Git Product home page Git Product logo

Comments (7)

guest271314 avatar guest271314 commented on July 22, 2024 1

The audio playback quality is sub-par when resampling from 48000 to 22050. What is the suggested procedure to produce quality audio without glitches, gaps, faster or slower rate frames when converting from WebCodecs AudioData to AudioBuffer for the purpose of breaking out of the hard-coded box of Chrome WebCodecs implementation?

webcodecs-serialize-to-json-deserialize-json.zip

from web-audio-api-v2.

guest271314 avatar guest271314 commented on July 22, 2024

I used OfflineAudioContext to resample the hard-coded 48000 sample rate and numberOfFrames, 2568 for firs and 2880 for remainder of t AudioData objects output by AudioDeocder

https://chromium.googlesource.com/chromium/src/+/49cf62132c057a79b093c8b5ab72f195cac447cc/media/audio/audio_opus_encoder.cc#32

// For Opus, we try to encode 60ms, the maximum Opus buffer, for quality
// reasons.
constexpr int kOpusPreferredBufferDurationMs = 60;

https://chromium.googlesource.com/chromium/src/+/49cf62132c057a79b093c8b5ab72f195cac447cc/media/audio/audio_opus_encoder.cc#58

// default preferred 48 kHz.
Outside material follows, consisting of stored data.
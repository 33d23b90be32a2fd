//! Communicator trait and the blocking collectives built on it.
//!
//! The [`Communicator`] trait abstracts over the transport (a single process,
//! a group of threads, or a message-passing library) so that the
//! redistribution and scaling code in `strata-core` stays transport-agnostic.
//!
//! A backend implements a single primitive, [`Communicator::exchange`]: every
//! rank posts an optional payload and then inspects the full set of posted
//! payloads. All other collectives are provided on top of it and may be
//! overridden by backends with native equivalents.
//!
//! Every collective is blocking and must be entered by all ranks of the
//! communicator, in the same order, with matching shapes. A rank that skips a
//! call leaves the others waiting forever; there is no timeout.

use std::any::Any;
use std::ops::{Add, Range};

use thiserror::Error;

/// Errors a communicator can detect while running a collective.
#[derive(Debug, Clone, PartialEq, Eq, Error)]
pub enum CommError {
    #[error("Root rank {root} is outside a communicator of size {size}")]
    InvalidRoot { root: usize, size: usize },

    #[error("Rank {rank} posted a payload of a different type")]
    TypeMismatch { rank: usize },

    #[error("Rank {rank} posted no payload to a collective that requires one")]
    MissingPayload { rank: usize },

    #[error("Rank {rank} sent {sent} elements but the layout expects {expected}")]
    CountMismatch {
        rank: usize,
        sent: usize,
        expected: usize,
    },

    #[error("Layout describes {layout} ranks but the communicator has {size}")]
    LayoutSize { layout: usize, size: usize },

    #[error("Root rank {root} did not supply a transfer layout")]
    MissingLayout { root: usize },

    #[error("Element-wise reduction over buffers of length {expected} and {found}")]
    LengthMismatch { expected: usize, found: usize },

    #[error("Grid shape mismatch: {0}")]
    GridShape(String),

    #[error("Backend not available: {0}")]
    Unavailable(String),
}

/// Plain-old-data element that can travel through a collective.
pub trait Element: Copy + Send + Sync + 'static {}

impl<T: Copy + Send + Sync + 'static> Element for T {}

/// Element type that supports the reductions in [`ReduceOp`].
pub trait Reducible: Element + PartialOrd + Add<Output = Self> {}

impl<T: Element + PartialOrd + Add<Output = T>> Reducible for T {}

/// Reduction operator for [`Communicator::all_reduce`].
#[derive(Debug, Clone, Copy, PartialEq, Eq)]
pub enum ReduceOp {
    Max,
    Min,
    Sum,
}

impl ReduceOp {
    /// Combine two operands.
    pub fn apply<T: Reducible>(self, a: T, b: T) -> T {
        match self {
            ReduceOp::Max => {
                if b > a {
                    b
                } else {
                    a
                }
            }
            ReduceOp::Min => {
                if b < a {
                    b
                } else {
                    a
                }
            }
            ReduceOp::Sum => a + b,
        }
    }
}

/// Transfer-size table for variable-length collectives.
///
/// Holds one count per rank plus the exclusive prefix sums of those counts,
/// so that `displs[0] == 0` and `displs[k + 1] == displs[k] + counts[k]`. The
/// final displacement is the total element count.
#[derive(Debug, Clone, PartialEq, Eq, Default)]
pub struct Layout {
    counts: Vec<usize>,
    displs: Vec<usize>,
}

impl Layout {
    /// Build a layout from per-rank counts.
    pub fn from_counts(counts: Vec<usize>) -> Self {
        let mut displs = Vec::with_capacity(counts.len() + 1);
        let mut acc = 0usize;
        displs.push(acc);
        for &count in &counts {
            acc += count;
            displs.push(acc);
        }
        Self { counts, displs }
    }

    /// Number of ranks described.
    pub fn len(&self) -> usize {
        self.counts.len()
    }

    pub fn is_empty(&self) -> bool {
        self.counts.is_empty()
    }

    pub fn count(&self, rank: usize) -> usize {
        self.counts[rank]
    }

    pub fn offset(&self, rank: usize) -> usize {
        self.displs[rank]
    }

    /// Element range owned by `rank` inside the concatenated buffer.
    pub fn range(&self, rank: usize) -> Range<usize> {
        self.displs[rank]..self.displs[rank + 1]
    }

    /// Total number of elements across all ranks.
    pub fn total(&self) -> usize {
        self.displs[self.counts.len()]
    }

    pub fn counts(&self) -> &[usize] {
        &self.counts
    }

    /// Displacements, `len() + 1` entries long.
    pub fn displs(&self) -> &[usize] {
        &self.displs
    }

    /// The same layout with every count multiplied by `factor`.
    ///
    /// Used to turn a row layout into the layout of a block with `factor`
    /// columns stored rank after rank.
    pub fn scaled(&self, factor: usize) -> Self {
        Self::from_counts(self.counts.iter().map(|&c| c * factor).collect())
    }
}

/// A group of ranks that can run blocking collectives together.
pub trait Communicator: Send + Sync {
    /// Rank of the calling process within this communicator.
    fn rank(&self) -> usize;

    /// Number of ranks in this communicator.
    fn size(&self) -> usize;

    /// Post `send` (or nothing) and hand the payloads posted by every rank,
    /// indexed by rank, to `read`.
    ///
    /// This is the one primitive a backend has to provide. The returned value
    /// is whatever `read` produced on this rank. A payload whose type differs
    /// from `P` yields [`CommError::TypeMismatch`] without calling `read`.
    fn exchange<P, R, F>(&self, send: Option<P>, read: F) -> Result<R, CommError>
    where
        P: Any + Send,
        F: FnOnce(&[Option<&P>]) -> Result<R, CommError>;

    /// Block until every rank has arrived.
    fn barrier(&self) -> Result<(), CommError> {
        self.exchange::<(), _, _>(None, |_| Ok(()))
    }

    /// Collect one value from every rank onto `root`.
    ///
    /// Returns `Some` on the root and `None` elsewhere.
    fn gather<T: Element>(&self, value: T, root: usize) -> Result<Option<Vec<T>>, CommError> {
        check_root(root, self.size())?;
        let me = self.rank();
        self.exchange(Some(value), |posted| {
            if me != root {
                return Ok(None);
            }
            collect_values(posted).map(Some)
        })
    }

    /// Collect one value from every rank onto every rank.
    fn all_gather<T: Element>(&self, value: T) -> Result<Vec<T>, CommError> {
        self.exchange(Some(value), collect_values)
    }

    /// Concatenate variable-length buffers onto `root` in rank order.
    ///
    /// The root supplies the transfer layout; other ranks may pass `None`.
    /// Every rank's contribution must match its count in the layout.
    fn gatherv<T: Element>(
        &self,
        send: &[T],
        layout: Option<&Layout>,
        root: usize,
    ) -> Result<Option<Vec<T>>, CommError> {
        check_root(root, self.size())?;
        let me = self.rank();
        let size = self.size();
        self.exchange(Some(send.to_vec()), |posted| {
            if me != root {
                return Ok(None);
            }
            let layout = layout.ok_or(CommError::MissingLayout { root })?;
            concat_by_layout(posted, layout, size).map(Some)
        })
    }

    /// Split the root's buffer by `layout` and hand each rank its piece.
    ///
    /// Only the root passes `send`; every rank states how many elements it
    /// expects to receive.
    fn scatterv<T: Element>(
        &self,
        send: Option<(&[T], &Layout)>,
        recv_len: usize,
        root: usize,
    ) -> Result<Vec<T>, CommError> {
        check_root(root, self.size())?;
        let me = self.rank();
        let size = self.size();
        let payload = if me == root {
            send.map(|(data, layout)| (data.to_vec(), layout.clone()))
        } else {
            None
        };
        self.exchange(payload, |posted| {
            let (data, layout) = posted[root].ok_or(CommError::MissingLayout { root })?;
            if layout.len() != size {
                return Err(CommError::LayoutSize {
                    layout: layout.len(),
                    size,
                });
            }
            if layout.total() > data.len() {
                return Err(CommError::CountMismatch {
                    rank: root,
                    sent: data.len(),
                    expected: layout.total(),
                });
            }
            if layout.count(me) != recv_len {
                return Err(CommError::CountMismatch {
                    rank: me,
                    sent: layout.count(me),
                    expected: recv_len,
                });
            }
            Ok(data[layout.range(me)].to_vec())
        })
    }

    /// Concatenate variable-length buffers onto every rank in rank order.
    fn all_gatherv<T: Element>(&self, send: &[T], layout: &Layout) -> Result<Vec<T>, CommError> {
        let size = self.size();
        self.exchange(Some(send.to_vec()), |posted| {
            concat_by_layout(posted, layout, size)
        })
    }

    /// Reduce one value across all ranks; every rank receives the result.
    ///
    /// Operands are combined in rank order, so every rank sees a bitwise
    /// identical result even for floating-point sums.
    fn all_reduce<T: Reducible>(&self, value: T, op: ReduceOp) -> Result<T, CommError> {
        self.exchange(Some(value), |posted| {
            let values = collect_values(posted)?;
            Ok(values
                .into_iter()
                .reduce(|acc, v| op.apply(acc, v))
                .unwrap_or(value))
        })
    }

    /// Element-wise reduction of equally long buffers, in place.
    fn all_reduce_elementwise<T: Reducible>(
        &self,
        buf: &mut [T],
        op: ReduceOp,
    ) -> Result<(), CommError> {
        let expected = buf.len();
        let reduced = self.exchange(Some(buf.to_vec()), |posted| {
            let mut acc: Option<Vec<T>> = None;
            for (rank, slot) in posted.iter().enumerate() {
                let part = slot.ok_or(CommError::MissingPayload { rank })?;
                if part.len() != expected {
                    return Err(CommError::LengthMismatch {
                        expected,
                        found: part.len(),
                    });
                }
                acc = Some(match acc {
                    None => part.clone(),
                    Some(mut acc) => {
                        for (a, &b) in acc.iter_mut().zip(part.iter()) {
                            *a = op.apply(*a, b);
                        }
                        acc
                    }
                });
            }
            Ok(acc)
        })?;
        if let Some(reduced) = reduced {
            buf.copy_from_slice(&reduced);
        }
        Ok(())
    }
}

fn check_root(root: usize, size: usize) -> Result<(), CommError> {
    if root >= size {
        return Err(CommError::InvalidRoot { root, size });
    }
    Ok(())
}

fn collect_values<T: Element>(posted: &[Option<&T>]) -> Result<Vec<T>, CommError> {
    posted
        .iter()
        .enumerate()
        .map(|(rank, slot)| slot.copied().ok_or(CommError::MissingPayload { rank }))
        .collect()
}

fn concat_by_layout<T: Element>(
    posted: &[Option<&Vec<T>>],
    layout: &Layout,
    size: usize,
) -> Result<Vec<T>, CommError> {
    if layout.len() != size {
        return Err(CommError::LayoutSize {
            layout: layout.len(),
            size,
        });
    }
    // Contributions are appended in rank order, which places each one at its
    // displacement because displacements are the prefix sums of the counts.
    let mut out = Vec::with_capacity(layout.total());
    for (rank, slot) in posted.iter().enumerate() {
        let part = slot.ok_or(CommError::MissingPayload { rank })?;
        if part.len() != layout.count(rank) {
            return Err(CommError::CountMismatch {
                rank,
                sent: part.len(),
                expected: layout.count(rank),
            });
        }
        out.extend_from_slice(part);
    }
    Ok(out)
}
If the input sample rate is anything else, we'll
// use 48 kHz.

something like

  const TARGET_FRAME_SIZE = 220;
  const TARGET_SAMPLE_RATE = 22050;
  // ...
  const config = {
    numberOfChannels: 1,
    sampleRate: 22050, // Chrome hardcodes to 48000
    codec: 'opus',
    bitrate: 16000,
  };
  encoder.configure(config);
  const decoder = new AudioDecoder({
    error(e) {
      console.error(e);
    },
    async output(frame) {
      ++chunk_length;
      const { duration, numberOfChannels, numberOfFrames, sampleRate } = frame;
      const size = frame.allocationSize({ planeIndex: 0 });
      const data = new ArrayBuffer(size);
      frame.copyTo(data, { planeIndex: 0 });
      const buffer = new AudioBuffer({
        length: numberOfFrames,
        numberOfChannels,
        sampleRate,
      });
      buffer.getChannelData(0).set(new Float32Array(data));
      // https://stackoverflow.com/a/27601521
      const oac = new OfflineAudioContext(
        buffer.numberOfChannels,
        buffer.duration * TARGET_SAMPLE_RATE,
        TARGET_SAMPLE_RATE
      );
      // Play it from the beginning.
      const source = new AudioBufferSourceNode(oac, {
        buffer,
      });
      oac.buffer = source;
      source.connect(oac.destination);
      source.start();
      const ab = (await oac.startRendering()).getChannelData(0);
      for (let i = 0; i < ab.length; i++) {
        if (channelData.length === TARGET_FRAME_SIZE) {
          const floats = new Float32Array(
            channelData.splice(0, TARGET_FRAME_SIZE)
          );
          decoderController.enqueue(floats);
        }
        channelData.push(ab[i]);
      }
      if (chunk_length === len) {
        if (channelData.length) {
          const floats = new Float32Array(TARGET_FRAME_SIZE);
          floats.set(channelData.splice(0, channelData.length));
          decoderController.enqueue(floats);
          decoderController.close();
          decoderResolve();
        }
      }
    },
  });

from web-audio-api-v2.

padenot avatar padenot commented on July 22, 2024

The current design direction is to be able to create AudioBuffer objects directly from typed arrays, and to allow AudioBuffer to internally used more data types than f32. For now, authors need to create an AudioBuffer of the same size, use AudioData.copyTo to copy to an intermediate ArrayBuffer, and then copy (with possible conversion) to the AudioBuffer. This is wasteful and not ergonomic.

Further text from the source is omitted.